* Your objective *
Set down exactly, from the records below, the line with "let mut connection = connect()?;" through the line with "acquired connection; the", and nothing else.

* Extracted data *
*** Block opens ***

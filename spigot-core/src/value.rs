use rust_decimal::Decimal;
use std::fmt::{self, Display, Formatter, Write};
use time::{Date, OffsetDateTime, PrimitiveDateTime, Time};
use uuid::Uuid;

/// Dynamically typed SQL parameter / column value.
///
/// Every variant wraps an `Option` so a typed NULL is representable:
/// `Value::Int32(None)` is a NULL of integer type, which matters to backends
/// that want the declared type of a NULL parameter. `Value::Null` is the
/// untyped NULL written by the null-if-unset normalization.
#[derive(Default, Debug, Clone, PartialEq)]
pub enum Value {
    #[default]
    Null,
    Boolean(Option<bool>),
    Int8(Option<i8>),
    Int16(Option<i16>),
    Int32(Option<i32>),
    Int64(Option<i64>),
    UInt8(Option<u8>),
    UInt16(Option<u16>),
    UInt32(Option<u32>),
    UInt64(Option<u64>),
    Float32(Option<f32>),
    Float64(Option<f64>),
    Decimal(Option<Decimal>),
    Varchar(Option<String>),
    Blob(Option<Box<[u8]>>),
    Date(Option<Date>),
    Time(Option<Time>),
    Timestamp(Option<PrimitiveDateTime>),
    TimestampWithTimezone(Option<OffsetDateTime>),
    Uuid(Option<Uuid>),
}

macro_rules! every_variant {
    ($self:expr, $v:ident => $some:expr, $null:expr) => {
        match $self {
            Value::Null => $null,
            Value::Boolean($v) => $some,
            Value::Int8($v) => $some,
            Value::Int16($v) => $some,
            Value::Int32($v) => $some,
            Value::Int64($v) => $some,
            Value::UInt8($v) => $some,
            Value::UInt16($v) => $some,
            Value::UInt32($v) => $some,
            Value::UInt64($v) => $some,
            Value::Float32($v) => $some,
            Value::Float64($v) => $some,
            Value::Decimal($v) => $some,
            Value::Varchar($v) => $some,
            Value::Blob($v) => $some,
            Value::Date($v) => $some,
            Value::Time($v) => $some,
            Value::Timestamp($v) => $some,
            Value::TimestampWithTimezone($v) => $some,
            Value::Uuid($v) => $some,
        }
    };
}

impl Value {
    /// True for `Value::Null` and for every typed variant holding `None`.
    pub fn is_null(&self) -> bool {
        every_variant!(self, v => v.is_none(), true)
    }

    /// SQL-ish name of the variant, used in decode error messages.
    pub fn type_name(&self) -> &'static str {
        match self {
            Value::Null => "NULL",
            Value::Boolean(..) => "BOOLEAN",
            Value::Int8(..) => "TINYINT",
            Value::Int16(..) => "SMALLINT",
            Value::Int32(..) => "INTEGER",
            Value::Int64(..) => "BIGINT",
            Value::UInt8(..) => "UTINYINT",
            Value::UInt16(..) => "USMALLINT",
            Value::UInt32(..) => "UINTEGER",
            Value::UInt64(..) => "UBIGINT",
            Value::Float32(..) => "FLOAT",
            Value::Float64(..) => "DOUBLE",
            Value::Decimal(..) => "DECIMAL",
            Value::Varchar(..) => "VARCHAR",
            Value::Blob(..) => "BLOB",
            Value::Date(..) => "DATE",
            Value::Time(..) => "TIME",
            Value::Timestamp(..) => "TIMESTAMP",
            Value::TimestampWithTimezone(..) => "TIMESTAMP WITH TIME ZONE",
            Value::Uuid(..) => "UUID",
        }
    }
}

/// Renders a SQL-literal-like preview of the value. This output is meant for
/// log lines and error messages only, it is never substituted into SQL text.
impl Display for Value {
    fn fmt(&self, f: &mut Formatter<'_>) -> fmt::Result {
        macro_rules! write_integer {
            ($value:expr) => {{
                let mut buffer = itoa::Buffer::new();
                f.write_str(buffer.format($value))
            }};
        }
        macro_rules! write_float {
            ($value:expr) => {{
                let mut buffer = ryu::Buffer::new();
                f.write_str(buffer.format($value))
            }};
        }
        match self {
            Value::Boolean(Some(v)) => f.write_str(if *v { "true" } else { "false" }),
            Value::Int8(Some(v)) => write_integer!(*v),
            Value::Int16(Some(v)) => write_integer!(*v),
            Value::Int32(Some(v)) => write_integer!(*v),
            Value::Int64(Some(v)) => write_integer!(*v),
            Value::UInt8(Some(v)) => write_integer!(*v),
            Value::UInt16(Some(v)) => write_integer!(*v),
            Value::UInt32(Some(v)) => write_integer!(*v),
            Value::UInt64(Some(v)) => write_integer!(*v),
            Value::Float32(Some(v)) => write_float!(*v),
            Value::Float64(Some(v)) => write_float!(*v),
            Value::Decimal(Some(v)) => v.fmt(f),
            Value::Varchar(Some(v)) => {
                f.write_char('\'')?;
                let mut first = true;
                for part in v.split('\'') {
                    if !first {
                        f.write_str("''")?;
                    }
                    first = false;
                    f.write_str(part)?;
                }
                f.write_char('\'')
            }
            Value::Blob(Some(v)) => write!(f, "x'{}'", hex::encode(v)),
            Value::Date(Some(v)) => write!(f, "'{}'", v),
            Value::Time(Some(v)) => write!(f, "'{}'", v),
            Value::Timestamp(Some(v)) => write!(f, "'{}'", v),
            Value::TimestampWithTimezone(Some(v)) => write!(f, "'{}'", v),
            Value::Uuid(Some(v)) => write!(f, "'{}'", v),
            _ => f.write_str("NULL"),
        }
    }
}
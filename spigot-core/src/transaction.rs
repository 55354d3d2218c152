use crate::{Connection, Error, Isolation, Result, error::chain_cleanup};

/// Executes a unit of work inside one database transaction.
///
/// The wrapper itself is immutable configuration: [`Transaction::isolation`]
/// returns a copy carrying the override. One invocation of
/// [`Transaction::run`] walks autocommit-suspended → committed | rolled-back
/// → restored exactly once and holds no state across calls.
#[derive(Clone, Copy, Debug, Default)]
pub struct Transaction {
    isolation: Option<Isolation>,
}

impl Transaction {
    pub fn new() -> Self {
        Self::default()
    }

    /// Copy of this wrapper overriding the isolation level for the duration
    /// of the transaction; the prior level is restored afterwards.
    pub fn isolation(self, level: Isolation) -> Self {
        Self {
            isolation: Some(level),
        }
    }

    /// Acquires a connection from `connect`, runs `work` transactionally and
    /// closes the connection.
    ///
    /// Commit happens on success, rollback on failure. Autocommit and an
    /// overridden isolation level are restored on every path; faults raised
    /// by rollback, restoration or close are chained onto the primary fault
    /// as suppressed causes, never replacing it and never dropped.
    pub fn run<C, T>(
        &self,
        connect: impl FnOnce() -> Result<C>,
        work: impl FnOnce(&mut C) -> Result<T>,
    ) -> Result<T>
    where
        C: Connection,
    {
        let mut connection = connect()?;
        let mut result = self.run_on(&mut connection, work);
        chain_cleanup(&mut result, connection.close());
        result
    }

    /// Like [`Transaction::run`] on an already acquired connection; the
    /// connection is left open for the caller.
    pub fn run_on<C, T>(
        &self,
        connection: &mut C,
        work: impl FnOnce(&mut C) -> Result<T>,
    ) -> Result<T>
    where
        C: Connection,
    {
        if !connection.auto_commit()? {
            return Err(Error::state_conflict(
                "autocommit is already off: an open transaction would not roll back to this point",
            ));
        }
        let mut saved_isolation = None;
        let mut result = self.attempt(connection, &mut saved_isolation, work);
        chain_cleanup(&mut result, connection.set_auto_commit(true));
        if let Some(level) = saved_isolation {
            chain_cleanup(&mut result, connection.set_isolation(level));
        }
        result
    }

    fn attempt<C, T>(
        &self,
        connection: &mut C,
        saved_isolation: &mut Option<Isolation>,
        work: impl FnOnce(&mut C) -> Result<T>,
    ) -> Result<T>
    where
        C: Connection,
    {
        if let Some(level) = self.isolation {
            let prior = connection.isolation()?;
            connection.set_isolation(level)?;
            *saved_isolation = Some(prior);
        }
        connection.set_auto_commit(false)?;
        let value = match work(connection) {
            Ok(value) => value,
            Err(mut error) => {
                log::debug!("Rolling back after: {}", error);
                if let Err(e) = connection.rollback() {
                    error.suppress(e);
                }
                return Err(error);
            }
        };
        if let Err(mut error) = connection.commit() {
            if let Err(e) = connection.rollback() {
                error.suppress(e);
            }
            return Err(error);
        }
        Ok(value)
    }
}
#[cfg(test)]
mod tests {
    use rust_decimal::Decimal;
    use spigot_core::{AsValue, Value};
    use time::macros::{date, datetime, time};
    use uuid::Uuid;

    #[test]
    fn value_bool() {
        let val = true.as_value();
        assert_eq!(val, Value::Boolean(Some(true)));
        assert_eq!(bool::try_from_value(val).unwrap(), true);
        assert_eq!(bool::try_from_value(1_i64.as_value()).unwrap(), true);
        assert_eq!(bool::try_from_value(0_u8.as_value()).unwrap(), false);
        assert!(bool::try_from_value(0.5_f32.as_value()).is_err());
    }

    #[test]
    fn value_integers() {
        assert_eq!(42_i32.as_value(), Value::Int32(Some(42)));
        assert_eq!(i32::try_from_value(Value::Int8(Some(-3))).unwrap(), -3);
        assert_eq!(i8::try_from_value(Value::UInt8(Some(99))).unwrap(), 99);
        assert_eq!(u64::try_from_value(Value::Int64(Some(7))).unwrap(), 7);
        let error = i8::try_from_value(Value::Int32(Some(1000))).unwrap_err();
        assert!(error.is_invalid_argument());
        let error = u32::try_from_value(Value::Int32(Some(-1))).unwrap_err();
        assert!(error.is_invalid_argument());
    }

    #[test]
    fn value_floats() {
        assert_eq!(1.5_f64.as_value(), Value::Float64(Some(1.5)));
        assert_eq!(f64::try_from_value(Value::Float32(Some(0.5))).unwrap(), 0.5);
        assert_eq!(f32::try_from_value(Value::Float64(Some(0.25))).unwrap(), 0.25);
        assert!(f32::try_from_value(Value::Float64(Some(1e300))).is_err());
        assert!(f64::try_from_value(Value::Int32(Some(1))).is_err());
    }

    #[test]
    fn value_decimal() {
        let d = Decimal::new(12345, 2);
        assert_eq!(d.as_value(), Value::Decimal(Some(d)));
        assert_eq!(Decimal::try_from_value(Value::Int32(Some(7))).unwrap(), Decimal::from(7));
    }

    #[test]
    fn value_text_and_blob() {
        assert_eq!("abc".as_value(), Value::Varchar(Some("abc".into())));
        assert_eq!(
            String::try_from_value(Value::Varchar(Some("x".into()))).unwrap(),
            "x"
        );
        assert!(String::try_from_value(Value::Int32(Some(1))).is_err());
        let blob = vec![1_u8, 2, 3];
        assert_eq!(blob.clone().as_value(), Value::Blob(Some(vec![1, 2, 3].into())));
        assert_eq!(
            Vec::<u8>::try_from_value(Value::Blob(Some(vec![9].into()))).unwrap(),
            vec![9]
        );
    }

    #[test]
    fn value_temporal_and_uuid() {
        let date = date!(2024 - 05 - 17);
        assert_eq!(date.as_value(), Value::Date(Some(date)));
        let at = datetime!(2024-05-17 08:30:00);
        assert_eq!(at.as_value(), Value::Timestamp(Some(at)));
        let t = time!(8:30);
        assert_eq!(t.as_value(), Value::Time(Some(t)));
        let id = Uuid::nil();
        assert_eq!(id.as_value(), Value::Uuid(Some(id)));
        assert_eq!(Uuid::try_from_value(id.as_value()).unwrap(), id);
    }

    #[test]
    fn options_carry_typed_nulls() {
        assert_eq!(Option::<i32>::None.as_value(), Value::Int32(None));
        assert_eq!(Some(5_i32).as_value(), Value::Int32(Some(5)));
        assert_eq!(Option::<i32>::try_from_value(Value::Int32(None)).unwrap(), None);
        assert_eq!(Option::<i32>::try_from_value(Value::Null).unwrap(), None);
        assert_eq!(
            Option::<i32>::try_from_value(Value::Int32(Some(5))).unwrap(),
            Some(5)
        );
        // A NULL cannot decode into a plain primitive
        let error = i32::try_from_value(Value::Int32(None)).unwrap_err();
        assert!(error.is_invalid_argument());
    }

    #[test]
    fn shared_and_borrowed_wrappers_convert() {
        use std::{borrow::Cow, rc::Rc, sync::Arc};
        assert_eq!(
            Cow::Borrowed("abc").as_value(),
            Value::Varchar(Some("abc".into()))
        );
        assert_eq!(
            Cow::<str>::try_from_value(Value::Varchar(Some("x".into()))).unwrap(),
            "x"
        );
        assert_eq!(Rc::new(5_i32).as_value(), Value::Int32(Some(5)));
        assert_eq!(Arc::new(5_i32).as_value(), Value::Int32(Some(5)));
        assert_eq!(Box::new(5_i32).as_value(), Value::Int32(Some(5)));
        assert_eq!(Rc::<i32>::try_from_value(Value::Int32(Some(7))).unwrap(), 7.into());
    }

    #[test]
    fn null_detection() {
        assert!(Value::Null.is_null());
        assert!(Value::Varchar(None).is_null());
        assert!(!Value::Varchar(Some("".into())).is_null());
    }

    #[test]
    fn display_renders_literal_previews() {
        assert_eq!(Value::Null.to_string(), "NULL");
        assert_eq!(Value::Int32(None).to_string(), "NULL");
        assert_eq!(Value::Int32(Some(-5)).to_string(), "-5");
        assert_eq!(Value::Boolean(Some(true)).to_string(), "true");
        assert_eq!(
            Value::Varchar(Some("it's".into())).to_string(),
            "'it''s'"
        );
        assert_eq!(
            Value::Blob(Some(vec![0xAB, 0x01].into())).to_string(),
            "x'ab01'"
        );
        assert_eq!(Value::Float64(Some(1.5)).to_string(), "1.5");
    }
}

*** Block closes ***

* Answer to this task *
        let mut connection = connect()?;
        let mut result = self.run_on(&mut connection, work);
        chain_cleanup(&mut result, connection.close());
        result
    }

    /// Like [`Transaction::run`] on an already acquired connection; the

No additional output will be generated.